I’ll also add, this is currently a draft with the IETF grow WG:
https://tools.ietf.org/html/draft-ietf-grow-bgp-session-culling-01
(and one which I fully support)
--
Andrew Hoyos
[log in to unmask]
> On Apr 26, 2017, at 9:34 AM, Andrew Hoyos <[log in to unmask]> wrote:
>
> On Apr 26, 2017, at 9:19 AM, Mike Horwath <[log in to unmask]> wrote:
>>
>> On Wed, Apr 26, 2017 at 08:07:45AM -0500, Andrew Hoyos wrote:
>>> I would suggest that perhaps we look into filtering BGP (tcp/179)

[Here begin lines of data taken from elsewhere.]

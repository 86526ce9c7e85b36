//! Integration test harness crate.

mod greenmail;
mod imap;

pub use greenmail::*;
pub use imap::*;

/// The IMAP port inside the GreenMail container.
pub const IMAP_PORT: u16 = 3143;

/// Returns Ok when integration tests should run, otherwise logs a hint and returns an error.
pub fn require_integration_tests_enabled() -> Result<(), &'static str> {
    if std::env::var("RUN_IMAP_INTEGRATION_TESTS").is_ok() {
        return Ok(());
    }

    eprintln!("skipping IMAP integration tests; set RUN_IMAP_INTEGRATION_TESTS=true to run");

    Err("integration tests disabled")
}
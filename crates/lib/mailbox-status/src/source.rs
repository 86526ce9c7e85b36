//! Mailbox counter query.

/// The STATUS data items we request for every mailbox.
const STATUS_ITEMS: &str = "(MESSAGES RECENT UNSEEN)";

/// Errors returned while querying mailbox counters.
#[derive(Debug, thiserror::Error)]
pub enum QueryError {
    /// IMAP protocol error.
    ///
    /// Also covers a server NO for a mailbox that does not exist.
    #[error("IMAP error: {0}")]
    Imap(#[from] async_imap::error::Error),
}

/// Something that can answer a STATUS query for a named mailbox.
pub trait StatusSource {
    /// An error the query may fail with.
    type Error;

    /// Query the current counters for the mailbox.
    fn query(
        &mut self,
        mailbox: &str,
    ) -> impl std::future::Future<Output = Result<crate::MailboxCounters, Self::Error>> + Send;
}

impl<S> StatusSource for async_imap::Session<S>
where
    S: tokio::io::AsyncRead + tokio::io::AsyncWrite + Unpin + Send + std::fmt::Debug,
{
    type Error = QueryError;

    /// Issue a STATUS query without selecting the mailbox.
    ///
    /// The response attributes are matched by kind, not position, and the
    /// returned value is fully consumed here; an absent UNSEEN attribute
    /// reads as zero.
    async fn query(&mut self, mailbox: &str) -> Result<crate::MailboxCounters, QueryError> {
        let status = self.status(mailbox, STATUS_ITEMS).await?;
        Ok(crate::MailboxCounters {
            total: status.exists,
            recent: status.recent,
            unseen: status.unseen.unwrap_or(0),
        })
    }
}
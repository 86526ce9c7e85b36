//! Tests for report rendering.

use mailbox_poll::MailboxStatus;
use mailbox_status::MailboxCounters;

fn status(name: &str, total: u32, recent: u32, unseen: u32) -> MailboxStatus {
    MailboxStatus {
        name: name.to_string(),
        counters: MailboxCounters {
            total,
            recent,
            unseen,
        },
    }
}

#[test]
fn test_single_mailbox_block() {
    let report = status_report::render(&[status("INBOX", 10, 2, 3)]);

    assert_eq!(
        report,
        "INBOX - messages: 10\nINBOX - recent: 2\nINBOX - unseen: 3\n\n"
    );
}

#[test]
fn test_two_mailboxes_in_input_order() {
    let report = status_report::render(&[
        status("INBOX", 10, 2, 3),
        status("Sent", 5, 0, 0),
    ]);

    assert_eq!(
        report,
        "INBOX - messages: 10\n\
         INBOX - recent: 2\n\
         INBOX - unseen: 3\n\
         \n\
         Sent - messages: 5\n\
         Sent - recent: 0\n\
         Sent - unseen: 0\n\
         \n"
    );
}

#[test]
fn test_block_shape_per_mailbox() {
    let statuses = vec![
        status("a", 1, 1, 1),
        status("b", 2, 2, 2),
        status("c", 3, 3, 3),
    ];

    let report = status_report::render(&statuses);

    // N blocks of four lines each (3 data lines + 1 blank).
    let lines: Vec<&str> = report.split('\n').collect();
    assert_eq!(lines.len(), statuses.len() * 4 + 1);
    for (i, status) in statuses.iter().enumerate() {
        assert!(lines[i * 4].starts_with(&format!("{} - messages: ", status.name)));
        assert!(lines[i * 4 + 1].starts_with(&format!("{} - recent: ", status.name)));
        assert!(lines[i * 4 + 2].starts_with(&format!("{} - unseen: ", status.name)));
        assert_eq!(lines[i * 4 + 3], "");
    }
}

#[test]
fn test_empty_input_renders_nothing() {
    assert_eq!(status_report::render(&[]), "");
}
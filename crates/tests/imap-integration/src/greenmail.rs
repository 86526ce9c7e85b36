//! GreenMail container helpers.

use testcontainers::{
    GenericImage, ImageExt as _, core::IntoContainerPort as _, runners::AsyncRunner as _,
};

/// Starts a GreenMail container configured with the provided credentials.
pub async fn start_greenmail(
    user: &str,
    password: &str,
) -> Result<testcontainers::ContainerAsync<GenericImage>, testcontainers::TestcontainersError> {
    let container = testcontainers::GenericImage::new("greenmail/standalone", "latest")
        .with_exposed_port(crate::IMAP_PORT.tcp())
        .with_wait_for(testcontainers::core::WaitFor::message_on_stdout(
            "Starting GreenMail API server at",
        ))
        .with_env_var("GREENMAIL_USERS", format!("{user}:{password}"))
        .start()
        .await?;

    Ok(container)
}
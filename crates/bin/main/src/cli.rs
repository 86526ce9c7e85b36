//! Command line interface.

use std::path::PathBuf;

/// Poll IMAP mailboxes for unread mail.
#[derive(Debug, clap::Parser)]
#[command(name = "mailcount", version)]
pub struct Args {
    /// Run as a daemon, maintaining the new-mail flag file.
    #[arg(short = 'd', long)]
    pub daemon: bool,

    /// Path to the configuration file.
    #[arg(short = 'c', long, env = "MAILCOUNT_CONFIG", value_name = "PATH")]
    pub config: Option<PathBuf>,

    /// Surplus arguments, tolerated with a warning.
    #[arg(trailing_var_arg = true, allow_hyphen_values = true, hide = true)]
    pub extra: Vec<String>,
}

impl Args {
    /// Warn about surplus arguments without refusing to run.
    pub fn warn_on_extra_args(&self) {
        if !self.extra.is_empty() {
            println!("too many arguments; usage: mailcount [-d] [-c PATH]");
        }
    }
}
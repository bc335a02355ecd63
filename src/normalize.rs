//! Record enrichment and the single-day filter.
//!
//! The day filter is a plain string-prefix test on a handful of timestamp
//! fields. It does not parse dates and does not account for time zones, and
//! callers rely on it behaving exactly that way.

use chrono::{DateTime, SecondsFormat, Utc};
use tracing::{debug, warn};

use crate::record::{
    BreadcrumbRecord, DAY_FILTER_KEYS, FETCHED_AT_KEY, VEHICLE_TAG_KEY, VehicleBatch,
    value_as_text,
};

/// Formats the fetch time as RFC 3339 UTC with a `Z` suffix.
pub fn fetched_at_stamp(now: DateTime<Utc>) -> String {
    now.to_rfc3339_opts(SecondsFormat::Micros, true)
}

/// Returns a copy of `record` carrying the fetch time and, when given, the
/// vehicle id it was requested under.
pub fn enrich(
    record: &BreadcrumbRecord,
    now: DateTime<Utc>,
    vehicle_id: Option<&str>,
) -> BreadcrumbRecord {
    let enriched = record.with_field(FETCHED_AT_KEY, fetched_at_stamp(now));
    match vehicle_id {
        Some(id) => enriched.with_field(VEHICLE_TAG_KEY, id),
        None => enriched,
    }
}

/// True when any day-filter field, read as text, starts with `date`.
pub fn matches_day(record: &BreadcrumbRecord, date: &str) -> bool {
    DAY_FILTER_KEYS
        .iter()
        .filter_map(|key| record.get(key))
        .any(|value| value_as_text(value).starts_with(date))
}

/// Result of running the day filter over one vehicle's batch.
#[derive(Debug, Clone, PartialEq)]
pub struct DayFilterOutcome {
    pub records: VehicleBatch,
    /// Set when nothing matched and the whole raw batch was kept instead.
    pub fell_back: bool,
}

/// Keeps the records for `date`.
///
/// If a non-empty batch has no matching record at all, the batch is returned
/// whole rather than dropped.
pub fn filter_day(raw: VehicleBatch, date: &str) -> DayFilterOutcome {
    let matching: VehicleBatch = raw
        .iter()
        .filter(|record| matches_day(record, date))
        .cloned()
        .collect();

    if matching.is_empty() && !raw.is_empty() {
        DayFilterOutcome {
            records: raw,
            fell_back: true,
        }
    } else {
        DayFilterOutcome {
            records: matching,
            fell_back: false,
        }
    }
}

/// How fetched batches are prepared before they are snapshotted and published.
#[derive(Debug, Clone, Default)]
pub struct Normalizer {
    pub target_date: Option<String>,
    pub tag_vehicle: bool,
}

impl Normalizer {
    /// Filters (when a target date is set) and then enriches one vehicle's batch.
    pub fn normalize_batch(
        &self,
        vehicle_id: &str,
        raw: VehicleBatch,
        now: DateTime<Utc>,
    ) -> VehicleBatch {
        let raw_len = raw.len();

        let kept = match &self.target_date {
            Some(date) => {
                let outcome = filter_day(raw, date);
                if outcome.fell_back {
                    warn!(
                        vehicle_id,
                        target_date = %date,
                        records = raw_len,
                        "No records matched target date, keeping unfiltered batch"
                    );
                } else {
                    debug!(vehicle_id, kept = outcome.records.len(), raw = raw_len, "Day filter applied");
                }
                outcome.records
            }
            None => raw,
        };

        let tag = self.tag_vehicle.then_some(vehicle_id);
        kept.iter().map(|record| enrich(record, now, tag)).collect()
    }
}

>>> with an ACL prior to maintenance start on those specific ports being
>>> moved. Many other IXs are doing this for maintenance as a way to
>>> gracefully take things down, and let bilateral and RS sessions time
>>> out without killing active traffic. As we've noticed, not all
>>> members being moved are bothering to shut down sessions prior, which
>>> causes impact to/from those members. (i.e.:
>>> https://ripe67.ripe.net/presentations/374-WH-IXPMaintReduce.pdf)
>>
>> Don't even need ACLs.
>>
>> Just take down the route servers for the 2 hour period.
>>
>> Bilateral are unaffected and they can arrange things anyway with their
>> peers.
>
> I’d disagree. The maintenance currently taking place affects more than just the route servers. Plenty of people are doing bi-lateral peering on MICE, and that *IS* affected by maintenance events like these.
>
> Adding an ACL to the port ensures graceful shutdown/end of traffic, rather than an abrupt drop and hold timer fun.
> I’d much rather that someone running the maintenance and in control of the ultimate link up/down events be the one deciding when things are starting/ending and re-enabling traffic gracefully.
>
>> Adding another step to the process creates more complications as well,
>> and another point of failure if you screw up along the way.
>
> Disagree, adding an ACL to a port is pretty trivial. Add (pre-existing) ACL to port 10 minutes before maintenance starts. Remove when complete.
> Script up into copy/paste thing with port numbers for bonus points and less changes of failure.
>
>> Clean shutdown of bird is easier, quicker, and will for sure make the
>> multilateral peering not be further affected by bouncing repeatedly.
>
> Yes, great for MLPA, but not for bilateral.
>
> Lastly, In this *specific* case, this presents issues with other members ports who are *NOT* affected by the maintenance and a loss of traffic for them if they are doing MLPA. Why break everyone and cause a total route server outage, when it’s not necessary at all? Yesterday’s maintenance only affected a portion of members. ACL’s on member ports would be the cleanest way to minimize outage duration for all members with the least impact to the IX as a whole.
>
>
>
|